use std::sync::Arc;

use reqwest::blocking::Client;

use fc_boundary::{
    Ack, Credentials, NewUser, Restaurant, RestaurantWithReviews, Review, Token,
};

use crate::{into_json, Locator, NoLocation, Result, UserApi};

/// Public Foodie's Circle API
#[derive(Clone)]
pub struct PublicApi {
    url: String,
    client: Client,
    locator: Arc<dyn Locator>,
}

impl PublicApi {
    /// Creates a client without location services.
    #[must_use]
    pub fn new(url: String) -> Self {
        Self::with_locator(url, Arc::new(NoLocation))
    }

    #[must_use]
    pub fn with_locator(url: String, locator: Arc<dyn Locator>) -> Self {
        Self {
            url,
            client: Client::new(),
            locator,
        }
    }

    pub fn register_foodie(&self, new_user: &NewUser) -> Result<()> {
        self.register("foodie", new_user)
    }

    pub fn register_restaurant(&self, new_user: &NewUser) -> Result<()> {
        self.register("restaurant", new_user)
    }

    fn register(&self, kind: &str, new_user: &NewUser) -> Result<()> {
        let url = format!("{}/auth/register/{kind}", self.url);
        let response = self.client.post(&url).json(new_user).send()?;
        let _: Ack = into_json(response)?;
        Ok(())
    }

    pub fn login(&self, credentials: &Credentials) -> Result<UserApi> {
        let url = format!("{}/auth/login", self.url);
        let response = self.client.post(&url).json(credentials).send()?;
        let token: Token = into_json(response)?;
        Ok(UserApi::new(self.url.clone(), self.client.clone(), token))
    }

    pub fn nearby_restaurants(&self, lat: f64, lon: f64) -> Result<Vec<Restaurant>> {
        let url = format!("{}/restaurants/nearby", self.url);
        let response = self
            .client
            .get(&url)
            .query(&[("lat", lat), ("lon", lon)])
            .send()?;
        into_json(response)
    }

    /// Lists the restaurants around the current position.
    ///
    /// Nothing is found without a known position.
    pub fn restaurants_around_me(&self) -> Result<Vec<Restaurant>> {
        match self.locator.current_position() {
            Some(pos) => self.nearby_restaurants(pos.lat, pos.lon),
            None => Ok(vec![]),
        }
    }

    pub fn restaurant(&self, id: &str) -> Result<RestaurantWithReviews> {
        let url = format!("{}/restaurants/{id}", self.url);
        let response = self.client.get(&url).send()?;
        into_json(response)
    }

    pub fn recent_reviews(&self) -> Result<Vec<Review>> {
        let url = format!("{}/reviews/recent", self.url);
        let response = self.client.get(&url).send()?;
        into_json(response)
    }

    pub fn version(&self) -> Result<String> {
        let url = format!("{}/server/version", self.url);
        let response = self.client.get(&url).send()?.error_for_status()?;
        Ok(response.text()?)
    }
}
+ + + + + + +
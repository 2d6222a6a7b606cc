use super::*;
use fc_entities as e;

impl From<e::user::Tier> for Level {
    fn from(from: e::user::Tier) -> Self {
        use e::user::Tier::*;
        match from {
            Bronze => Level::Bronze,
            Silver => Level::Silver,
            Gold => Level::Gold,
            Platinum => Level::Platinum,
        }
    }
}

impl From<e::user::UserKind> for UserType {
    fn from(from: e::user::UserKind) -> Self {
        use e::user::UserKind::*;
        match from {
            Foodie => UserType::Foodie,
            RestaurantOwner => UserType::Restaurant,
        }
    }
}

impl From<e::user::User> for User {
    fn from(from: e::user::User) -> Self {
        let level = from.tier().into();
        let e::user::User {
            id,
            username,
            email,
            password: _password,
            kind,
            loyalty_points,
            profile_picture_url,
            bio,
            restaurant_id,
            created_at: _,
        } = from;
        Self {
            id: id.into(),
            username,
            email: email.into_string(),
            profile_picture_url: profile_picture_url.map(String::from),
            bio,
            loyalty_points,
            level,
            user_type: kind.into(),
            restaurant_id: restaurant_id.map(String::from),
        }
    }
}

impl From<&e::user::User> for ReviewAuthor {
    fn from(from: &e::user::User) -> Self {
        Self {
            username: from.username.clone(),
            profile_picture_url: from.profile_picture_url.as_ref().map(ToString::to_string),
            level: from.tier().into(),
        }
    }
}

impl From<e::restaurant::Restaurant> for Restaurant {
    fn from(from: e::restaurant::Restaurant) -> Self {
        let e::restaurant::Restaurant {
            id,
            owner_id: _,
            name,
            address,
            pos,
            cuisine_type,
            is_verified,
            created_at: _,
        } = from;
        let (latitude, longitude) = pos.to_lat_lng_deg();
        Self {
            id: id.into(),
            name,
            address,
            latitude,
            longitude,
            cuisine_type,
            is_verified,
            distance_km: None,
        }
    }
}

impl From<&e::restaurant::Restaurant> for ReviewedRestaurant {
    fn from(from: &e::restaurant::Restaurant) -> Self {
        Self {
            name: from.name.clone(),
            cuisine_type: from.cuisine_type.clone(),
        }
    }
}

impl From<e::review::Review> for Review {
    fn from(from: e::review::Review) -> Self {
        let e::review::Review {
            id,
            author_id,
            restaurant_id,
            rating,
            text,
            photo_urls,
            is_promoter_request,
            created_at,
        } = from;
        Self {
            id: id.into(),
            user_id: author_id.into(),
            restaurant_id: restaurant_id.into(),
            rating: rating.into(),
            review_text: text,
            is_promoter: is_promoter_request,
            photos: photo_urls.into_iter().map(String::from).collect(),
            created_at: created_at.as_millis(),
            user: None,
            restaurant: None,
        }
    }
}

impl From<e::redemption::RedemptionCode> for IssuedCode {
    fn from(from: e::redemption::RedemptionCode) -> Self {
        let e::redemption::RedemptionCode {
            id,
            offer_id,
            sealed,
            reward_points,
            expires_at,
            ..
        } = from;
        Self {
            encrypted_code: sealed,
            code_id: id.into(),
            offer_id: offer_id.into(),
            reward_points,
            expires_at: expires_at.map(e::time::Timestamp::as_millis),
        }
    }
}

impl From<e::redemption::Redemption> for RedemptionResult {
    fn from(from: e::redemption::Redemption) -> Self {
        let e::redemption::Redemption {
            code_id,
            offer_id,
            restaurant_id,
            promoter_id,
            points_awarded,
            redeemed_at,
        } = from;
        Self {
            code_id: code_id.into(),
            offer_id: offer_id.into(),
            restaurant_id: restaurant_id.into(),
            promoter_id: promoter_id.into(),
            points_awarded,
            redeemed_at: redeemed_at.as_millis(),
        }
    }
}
+ + + + + + +
- Work order: Look through the entries above and report each line where the string "version" occurs.

- Answer to this exercise:
    pub fn version(&self) -> Result<String> {
        let url = format!("{}/server/version", self.url);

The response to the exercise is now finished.